Retinal photography for diabetic retinopathy screening in Indigenous primary health care: the Inala experience


Correspondence to:
Geoffrey Spurling, Discipline of General Practice, University of Queensland, Level 8, Health Sciences Building, Building 16/ 910, Royal Brisbane & Women's Hospital, Herston, Queesland 4029. Fax: (07) 3365 5130; e-mail:


Objective: We aimed to determine the impact of clinic based retinal photography on access to appropriate screening for diabetic retinopathy (DR).

Design, setting and participants: We opportunistically recruited patients undergoing their annual diabetic cycle of care over a two year period in the urban Indigenous primary health care clinic. Data were collected on retinal outcomes, health variables and referral patterns.

Main outcome measures: Access to appropriate screening and ophthalmic follow up, prevalence of DR, acceptability and feasibility of clinic-based retinal photography were the main outcome measures of this study.

Results: One hundred and thirty-two of a possible 147 patients consented to participate. 30% of participants had DR. Appropriate screening and ophthalmic follow up increased six fold, from 20 to 124 participants, following the introduction of the retinal camera. Most participants felt very positive about DR screening.

Conclusions: Primary care DR screening using retinal photography can improve access to DR screening for indigenous patients, reduce the burden on busy outpatient departments and should reduce visual loss. Policy-makers could contribute to screening sustainability by funding a medicare item-number for primary care based DR screening associated with the annual diabetic cycle of care. An upfront Practice Incentive Program (PIP) payment could offset set up costs.

While tight blood glucose control appears to be the holy grail of diabetes management, screening with appropriate and timely treatment is key to preventing visual loss from diabetic retinopathy (DR). DR is the leading cause of preventable blindness in Australians younger than 60 years, mainly from the development of diabetic macular oedema (DME) and the sequelae of advanced proliferative DR.1 However, the detection and timely treatment of DR with laser photocoagulation can prevent nearly all cases of severe vision loss and blindness.2 3 Thus, the 2008 National Health and Medical Research Council (NHMRC) guidelines for DR management recommend regular ocular review of patients with diabetes.1 However, many people with diabetes do not achieve this,4 demonstrating the need to develop systematic approaches to DR screening that will improve access and minimise preventable blindness by detecting DR before any risk of visual loss from more advanced retinopathy signs, particularly early DME.

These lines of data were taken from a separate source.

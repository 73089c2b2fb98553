// src/test_support.rs

//! Builders for in-memory .deb fixtures used by unit tests

use flate2::Compression;
use flate2::write::GzEncoder;
use std::io::{Read, Write};
use tar::{EntryType, Header};

/// Entry to place in a test tar member
pub(crate) enum TarEntry<'a> {
    Dir(&'a str),
    File(&'a str, &'a [u8], u32),
    Symlink(&'a str, &'a str),
}

/// Gzip-compressed tar holding `entries`
pub(crate) fn tar_gz(entries: &[TarEntry<'_>]) -> Vec<u8> {
    let mut builder = tar::Builder::new(GzEncoder::new(Vec::new(), Compression::default()));

    for entry in entries {
        let mut header = Header::new_gnu();
        match entry {
            TarEntry::Dir(path) => {
                header.set_entry_type(EntryType::Directory);
                header.set_mode(0o755);
                header.set_size(0);
                append_raw(&mut builder, &mut header, path, std::io::empty());
            }
            TarEntry::File(path, data, mode) => {
                header.set_entry_type(EntryType::Regular);
                header.set_mode(*mode);
                header.set_size(data.len() as u64);
                append_raw(&mut builder, &mut header, path, *data);
            }
            TarEntry::Symlink(path, target) => {
                header.set_entry_type(EntryType::Symlink);
                header.set_mode(0o777);
                header.set_size(0);
                header.set_link_name(target).unwrap();
                append_raw(&mut builder, &mut header, path, std::io::empty());
            }
        }
    }

    builder.into_inner().unwrap().finish().unwrap()
}

/// Append with the name stored verbatim, `./` prefix included, the way
/// dpkg-deb writes it
fn append_raw<W: Write, R: Read>(builder: &mut tar::Builder<W>, header: &mut Header, path: &str, data: R) {
    let name = &mut header.as_old_mut().name;
    name[..path.len()].copy_from_slice(path.as_bytes());
    header.set_cksum();
    builder.append(header, data).unwrap();
}

/// AR archive with the given members, in order
pub(crate) fn build_deb_with_members(members: &[(&str, Vec<u8>)]) -> Vec<u8> {
    let mut out = Vec::new();
    {
        let mut builder = ar::Builder::new(&mut out);
        for (name, data) in members {
            let header = ar::Header::new(name.as_bytes().to_vec(), data.len() as u64);
            builder.append(&header, data.as_slice()).unwrap();
        }
    }
    out
}

/// Complete .deb with a control stanza and a payload
pub(crate) fn build_deb(control: &str, payload: &[TarEntry<'_>]) -> Vec<u8> {
    let control_tar = tar_gz(&[TarEntry::File("./control", control.as_bytes(), 0o644)]);
    let data_tar = tar_gz(payload);

    build_deb_with_members(&[
        ("debian-binary", b"2.0\n".to_vec()),
        ("control.tar.gz", control_tar),
        ("data.tar.gz", data_tar),
    ])
}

Indigenous Australians have between two and four times the rate of diabetes compared with non-Indigenous people,5 and their access to health services is known to be problematic owing to affordability, transport, racism, cultural and language barriers.5 6 The recently released National Indigenous Eye Health Survey reports that of Indigenous people with diabetes, 36% have diabetic eye disease but only 20% of these have had a recent eye examination and only 37% had received the laser surgery they need.7 To improve access for our Indigenous patients with diabetes and to achieve the recommended yearly retinal screening,1 we introduced a program of retinal photography in our urban Indigenous primary health care service. Retinal photography has been successfully used in remote Indigenous primary care8 but has not been reported in urban Indigenous primary care. Therefore, we aimed to determine the impact of this screening program on access to appropriate screening and referrals, and secondly to determine the feasibility and acceptability of this service to our patients.


The Inala Indigenous Health Service (IIHS) is a Queensland Government primary health care facility situated in south-west Brisbane. The clinic has approximately 150 adult patients with diabetes who regularly attend for their diabetes annual cycle of care visits, at which time, diabetic eye complications are discussed and referrals made. There are three public ophthalmology outpatient clinics within 20km of the clinic, a bulk-billing ophthalmologist in a nearby suburb and bulk-billing optometrists in the shopping centre across the road. Waiting time for a public hospital ophthalmologist was approximately 6–12 months following referral. For private bulk-billing ophthalmologists the waiting time was no more than 4 weeks. Optometrists were available without a waiting time or referral letter.

We purchased a Canon CR-DGi digital non-mydriatic retinal camera costing approximately $40,000. We located the camera in the IIHS general treatment area, and hung special black-out curtains to ensure a dark room for maximum eye dilatation.

We opportunistically recruited adults with diabetes attending the health service for their ADC visits over a two-year period (1 October 2007 – 30 September 2009). After obtaining informed consent from patients, suitably trained practice nurses took single photographs of each retina. Dilatation drops were only used if the photo was judged by the general practitioner (GP) to be uninterpretable.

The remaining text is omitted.